18 gennaio 2020
Aggiornato 05:00
innovazione alimentare

Arrivano gli spaghetti di «legno» made in Japan, avranno solo 6 calorie all'etto

Sono prodotti mediante l'unione tra la cellulosa indigesta - utilizzata nel settore tessile - e la polpa di koniac, una pianta di origine asiatica. Forniscono solo 60 calorie al chilo

OSAKA - Amanti del cibo bio, vegani e delle diete dell’ultimo minuto tenetevi pronti: arrivano gli spaghetti di «legno» con solo la bellezza di 6 calorie per etto. Un vero toccasana per chi sta attento alla linea o per chi predilige il cibo salutare. La tech dieta proviene da un’azienda tessile giapponese, la Omikenshi con sede a Osaka, che di fronte alla competitività agguerrita del settore dei vestiti, ha puntato sull’alimentazione sana, reiventando completamente le sue tecnologie.

Gli spaghetti di legno
Uno delle tante trovate del popolo giapponese che spopoleranno a macchia d’olio in Occidente? E’ difficile a dirsi, al momento, ma gli spaghetti tech hanno qualcosa di veramente rivoluzionario e innovativo. L’azienda produttrice, infatti, è leader di mercato per la vendita del rayon, una fibra naturale che si ottiene dalla polpa degli alberi.

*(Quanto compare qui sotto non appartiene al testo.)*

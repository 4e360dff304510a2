use chrono::Utc;
use rusqlite::{params, Connection, OptionalExtension};
use serde::de::DeserializeOwned;

use foreman_types::{
    Approval, ApprovalDecision, ChangeDelta, ChangeKind, ChangeRequest, ChangeRequestStatus,
    Phase, Task, TaskMetadata, TaskSpec, TaskStatus, TaskVersion,
};

use crate::db::{from_sql_ts, phase_from_sql, to_sql_ts, ProjectStore};
use crate::error::{StoreError, StoreResult};

const TASK_COLS: &str = "id, project_id, title, description, priority, status, phase, attempts,
    active_version_id, metadata, created_at, updated_at";
const VERSION_COLS: &str = "id, task_id, version, title, description, acceptance_criteria,
    dependencies, gates, phase, created_at";
const CR_COLS: &str =
    "id, task_id, kind, status, delta, diff_artifact_id, created_at, updated_at";
const APPROVAL_COLS: &str =
    "id, change_request_id, task_version_id, approver, decision, notes, created_at";
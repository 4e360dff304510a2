use std::collections::HashMap;
use std::path::{Path, PathBuf};
use std::sync::Arc;

use chrono::Utc;
use serde::{Deserialize, Serialize};
use serde_json::json;
use tokio::fs;
use tokio::sync::{Mutex, RwLock};
use uuid::Uuid;

use foreman_engines::EngineRegistry;
use foreman_sandbox::{EventSink, Sandbox};
use foreman_store::{ArtifactStore, ProjectStore};
use foreman_types::{EventKind, ForemanError, Phase, Project, Result, WorkflowEvent};

use crate::config::ProjectConfig;
use crate::event_bus::{spawn_audit_writer, EventBus};
use crate::governance::Governance;
use crate::vcs::GitAdapter;

/// Everything one project needs at runtime, assembled at open and passed
/// explicitly — no global singletons, so tests build fresh instances.
pub struct ProjectContext {
    pub project_id: String,
    pub root: PathBuf,
    pub store: Arc<ProjectStore>,
    pub artifacts: Arc<ArtifactStore>,
    pub bus: EventBus,
    pub governance: Governance,
    pub engines: EngineRegistry,
    /// Serializes coder-loop scheduling decisions for this project.
    pub control_lock: Arc<Mutex<()>>,
    config: RwLock<ProjectConfig>,
    sandbox: RwLock<Sandbox>,
    audit_task: std::sync::Mutex<Option<tokio::task::JoinHandle<()>>>,
}

impl ProjectContext {
    pub async fn open(project_id: &str, root: &Path) -> Result<Arc<Self>> {
        let config = ProjectConfig::load(root).await?;
        config.validate()?;

        let store = Arc::new(ProjectStore::open(root).await?);
        let start_seq = store.max_event_seq().await?;
        let bus = EventBus::with_start_seq(crate::event_bus::DEFAULT_RING_CAPACITY, start_seq);

        let events: EventSink = {
            let bus = bus.clone();
            Arc::new(move |event: WorkflowEvent| {
                bus.publish(event);
            })
        };
        let sandbox = Sandbox::new(project_id, root, config.sandbox.clone()).with_events(events);
        let engines = EngineRegistry::new(config.engines_config(), sandbox.clone());
        let governance = Governance::new(project_id, store.clone(), bus.clone());
        let audit = spawn_audit_writer(bus.clone(), store.clone(), project_id.to_string());

        Ok(Arc::new(Self {
            project_id: project_id.to_string(),
            root: root.to_path_buf(),
            store,
            artifacts: Arc::new(ArtifactStore::new(root)),
            bus,
            governance,
            engines,
            control_lock: Arc::new(Mutex::new(())),
            config: RwLock::new(config),
            sandbox: RwLock::new(sandbox),
            audit_task: std::sync::Mutex::new(Some(audit)),
        }))
    }

    pub async fn config(&self) -> ProjectConfig {
        self.config.read().await.clone()
    }

    pub async fn sandbox(&self) -> Sandbox {
        self.sandbox.read().await.clone()
    }

    pub async fn vcs(&self) -> GitAdapter {
        GitAdapter::new(self.project_id.clone(), self.sandbox().await).with_bus(self.bus.clone())
    }

    pub async fn project(&self) -> Result<Project> {
        Ok(self.store.project().await?)
    }

    /// Persist a new configuration and rebuild the dependent services.
    pub async fn update_config(&self, new_config: ProjectConfig) -> Result<ProjectConfig> {
        new_config.validate()?;
        new_config.save(&self.root).await?;

        let events: EventSink = {
            let bus = self.bus.clone();
            Arc::new(move |event: WorkflowEvent| {
                bus.publish(event);
            })
        };
        let sandbox = Sandbox::new(&self.project_id, &self.root, new_config.sandbox.clone())
            .with_events(events);
        self.engines
            .reload(new_config.engines_config(), sandbox.clone())
            .await;
        *self.sandbox.write().await = sandbox;
        *self.config.write().await = new_config.clone();

        if let Some(engine) = &new_config.default_engine {
            self.store
                .update_project(None, Some(engine.as_str()), None)
                .await?;
        }
        self.bus.publish(WorkflowEvent::new(
            EventKind::ProjectUpdated,
            self.project_id.clone(),
            json!({"projectId": self.project_id, "config": "updated"}),
        ));
        Ok(new_config)
    }

    fn abort_background(&self) {
        if let Some(handle) = self.audit_task.lock().expect("audit handle").take() {
            handle.abort();
        }
    }
}

#[derive(Debug, Clone, Serialize, Deserialize)]
struct ProjectRecord {
    id: String,
    name: String,
    root: String,
}

/// The only cross-project state: a name → root index persisted as JSON
/// under the engine state dir, plus the live contexts.
pub struct ProjectRegistry {
    state_dir: PathBuf,
    pub global_bus: EventBus,
    inner: RwLock<HashMap<String, (ProjectRecord, Arc<ProjectContext>)>>,
}

impl ProjectRegistry {
    pub async fn load(state_dir: impl AsRef<Path>) -> Result<Self> {
        let state_dir = state_dir.as_ref().to_path_buf();
        fs::create_dir_all(&state_dir).await?;
        let index_path = state_dir.join("projects.json");
        let records: Vec<ProjectRecord> = if index_path.exists() {
            let raw = fs::read_to_string(&index_path).await?;
            serde_json::from_str(&raw).unwrap_or_default()
        } else {
            Vec::new()
        };

        let mut inner = HashMap::new();
        for record in records {
            let root = PathBuf::from(&record.root);
            match ProjectContext::open(&record.id, &root).await {
                Ok(context) => {
                    inner.insert(record.id.clone(), (record, context));
                }
                Err(err) => {
                    tracing::warn!(
                        project = %record.name,
                        root = %record.root,
                        ?err,
                        "skipping project that failed to open"
                    );
                }
            }
        }

        Ok(Self {
            state_dir,
            global_bus: EventBus::new(),
            inner: RwLock::new(inner),
        })
    }

    pub async fn create_project(
        &self,
        name: &str,
        root: &Path,
        default_engine: Option<&str>,
    ) -> Result<Project> {
        if name.trim().is_empty() {
            return Err(ForemanError::Validation("project name must not be empty".into()));
        }
        {
            let inner = self.inner.read().await;
            if inner.values().any(|(record, _)| record.name == name) {
                return Err(ForemanError::Conflict(format!(
                    "project `{name}` already exists"
                )));
            }
        }
        fs::create_dir_all(root).await?;

        let id = Uuid::new_v4().to_string();
        let context = ProjectContext::open(&id, root).await?;
        let engine = match default_engine {
            Some(engine) => engine.to_string(),
            None => context
                .config()
                .await
                .default_engine
                .unwrap_or_else(|| "null".to_string()),
        };
        let now = Utc::now();
        let project = Project {
            id: id.clone(),
            name: name.to_string(),
            root: root.display().to_string(),
            current_phase: Phase::Planner,
            default_engine: engine,
            selected_architecture_option: None,
            created_at: now,
            updated_at: now,
        };
        context.store.init_project(&project).await?;

        let record = ProjectRecord {
            id: id.clone(),
            name: name.to_string(),
            root: root.display().to_string(),
        };
        {
            let mut inner = self.inner.write().await;
            inner.insert(id.clone(), (record, context.clone()));
        }
        self.flush().await?;

        let payload = json!({"projectId": id, "name": name});
        self.global_bus.publish(
            WorkflowEvent::new(EventKind::ProjectCreated, id.clone(), payload.clone())
                .with_entity(format!("project:{id}"), None),
        );
        context.bus.publish(
            WorkflowEvent::new(EventKind::ProjectCreated, id.clone(), payload)
                .with_entity(format!("project:{id}"), None),
        );
        Ok(project)
    }

    pub async fn context(&self, project_id: &str) -> Result<Arc<ProjectContext>> {
        let inner = self.inner.read().await;
        inner
            .get(project_id)
            .map(|(_, context)| context.clone())
            .ok_or_else(|| ForemanError::NotFound(format!("project {project_id}")))
    }

    pub async fn context_by_name(&self, name: &str) -> Result<Arc<ProjectContext>> {
        let inner = self.inner.read().await;
        inner
            .values()
            .find(|(record, _)| record.name == name)
            .map(|(_, context)| context.clone())
            .ok_or_else(|| ForemanError::NotFound(format!("project `{name}`")))
    }

    pub async fn list_projects(&self) -> Vec<Project> {
        let contexts: Vec<Arc<ProjectContext>> = {
            let inner = self.inner.read().await;
            inner.values().map(|(_, c)| c.clone()).collect()
        };
        let mut projects = Vec::with_capacity(contexts.len());
        for context in contexts {
            if let Ok(project) = context.project().await {
                projects.push(project);
            }
        }
        projects.sort_by(|a, b| a.name.cmp(&b.name));
        projects
    }

    /// Deletes the project row (cascading every owned row), the on-disk
    /// state dir, and the registry entry.
    pub async fn delete_project(&self, project_id: &str) -> Result<()> {
        let (record, context) = {
            let mut inner = self.inner.write().await;
            inner
                .remove(project_id)
                .ok_or_else(|| ForemanError::NotFound(format!("project {project_id}")))?
        };
        context.store.delete_project_rows().await?;
        context.abort_background();
        let state_dir = PathBuf::from(&record.root).join(".foreman");
        if state_dir.exists() {
            let _ = fs::remove_dir_all(&state_dir).await;
        }
        self.flush().await?;
        self.global_bus.publish(
            WorkflowEvent::new(
                EventKind::ProjectDeleted,
                project_id.to_string(),
                json!({"projectId": project_id, "name": record.name}),
            )
            .with_entity(format!("project:{project_id}"), None),
        );
        Ok(())
    }

    async fn flush(&self) -> Result<()> {
        let records: Vec<ProjectRecord> = {
            let inner = self.inner.read().await;
            inner.values().map(|(record, _)| record.clone()).collect()
        };
        let path = self.state_dir.join("projects.json");
        let tmp = path.with_extension("json.tmp");
        fs::write(&tmp, serde_json::to_string_pretty(&records)?).await?;
        fs::rename(&tmp, &path).await?;
        Ok(())
    }
}

#[cfg(test)]
mod tests {
    use super::*;
    use tempfile::TempDir;

    #[tokio::test]
    async fn create_list_delete_project() {
        let state = TempDir::new().unwrap();
        let workdir = TempDir::new().unwrap();
        let registry = ProjectRegistry::load(state.path()).await.unwrap();

        let project = registry
            .create_project("demo", &workdir.path().join("demo"), None)
            .await
            .unwrap();
        assert_eq!(project.name, "demo");
        assert_eq!(project.current_phase, Phase::Planner);

        // Duplicate names conflict.
        let err = registry
            .create_project("demo", &workdir.path().join("demo2"), None)
            .await
            .unwrap_err();
        assert_eq!(err.code(), "conflict");

        let listed = registry.list_projects().await;
        assert_eq!(listed.len(), 1);

        registry.delete_project(&project.id).await.unwrap();
        assert!(registry.context(&project.id).await.is_err());
        assert!(registry.list_projects().await.is_empty());
    }

    #[tokio::test]
    async fn registry_survives_reload() {
        let state = TempDir::new().unwrap();
        let workdir = TempDir::new().unwrap();
        {
            let registry = ProjectRegistry::load(state.path()).await.unwrap();
            registry
                .create_project("persisted", &workdir.path().join("p"), None)
                .await
                .unwrap();
        }
        let registry = ProjectRegistry::load(state.path()).await.unwrap();
        let listed = registry.list_projects().await;
        assert_eq!(listed.len(), 1);
        assert_eq!(listed[0].name, "persisted");
    }

    #[tokio::test]
    async fn project_events_flow_to_audit_rows() {
        let state = TempDir::new().unwrap();
        let workdir = TempDir::new().unwrap();
        let registry = ProjectRegistry::load(state.path()).await.unwrap();
        let project = registry
            .create_project("audited", &workdir.path().join("a"), None)
            .await
            .unwrap();
        let context = registry.context(&project.id).await.unwrap();

        context
            .governance
            .create_task(
                &foreman_types::TaskSpec {
                    title: "Audit me".into(),
                    ..Default::default()
                },
                Phase::Planner,
            )
            .await
            .unwrap();

        // The audit writer persists asynchronously.
        tokio::time::sleep(std::time::Duration::from_millis(200)).await;
        let events = context.store.events_since(0, 100).await.unwrap();
        assert!(events
            .iter()
            .any(|event| event.kind == EventKind::TaskCreated));
    }
}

Ed è proprio attraverso questa tecnologia che la Omikenshi ha pensato bene di produrre gli spaghetti tech, unendo la cellulosa indigesta - già utilizzata nel settore tessile - con la polpa del Konjac, una pianta asiatica. E voilà, dall’unione di questi due ingredienti nasce una farina ricca di fibre, con pochissimi carboidrati, priva di glutine e grassi. Una vera goduria per gli amanti della linea dato che gli spaghetti del caso forniscono solo 60 calorie al chilo, trenta volte meno della pasta che solitamente abbonda la nostra cucina mediterranea. Per il Giappone non è una novità: sul mercato locale, infatti, erano già presenti delle tagliatelle ottenute dalla lavorazione del Konjac, che sono state però poco vedute a causa del sapore amaro che le caratterizzava. Diversa la situazione per questi nuovi spaghetti tech, dove consistenza e gusto sono migliorate proprio grazie al connubio con la polpa di legno. «Vogliamo entrare nel settore alimentare - ha dichiarato Takashi Asami, direttore del dipartimento strategico di Omikenshi sul The Japan Times -. La domanda di prodotti alimentari è forte e sembra promettente».

La produzione degli spaghetti
Secondo l’azienda la produzione degli spaghetti tech avrà inizio nei primi mesi del 2016 con 30 tonnellate di prodotto al mese, triplicabile a seconda della domanda. Omikenshi è, inoltre, in trattativa con altre aziende alimentari per implementare lo sviluppo e la commercializzazione del prodotto e investirà un miliardo di yen per realizzare un modernissimo impianto industriale per la produzione di farina ipocalorica a base di cellulosa, in quello che fino a poco tempo fa era un maxi stabilimento tessile.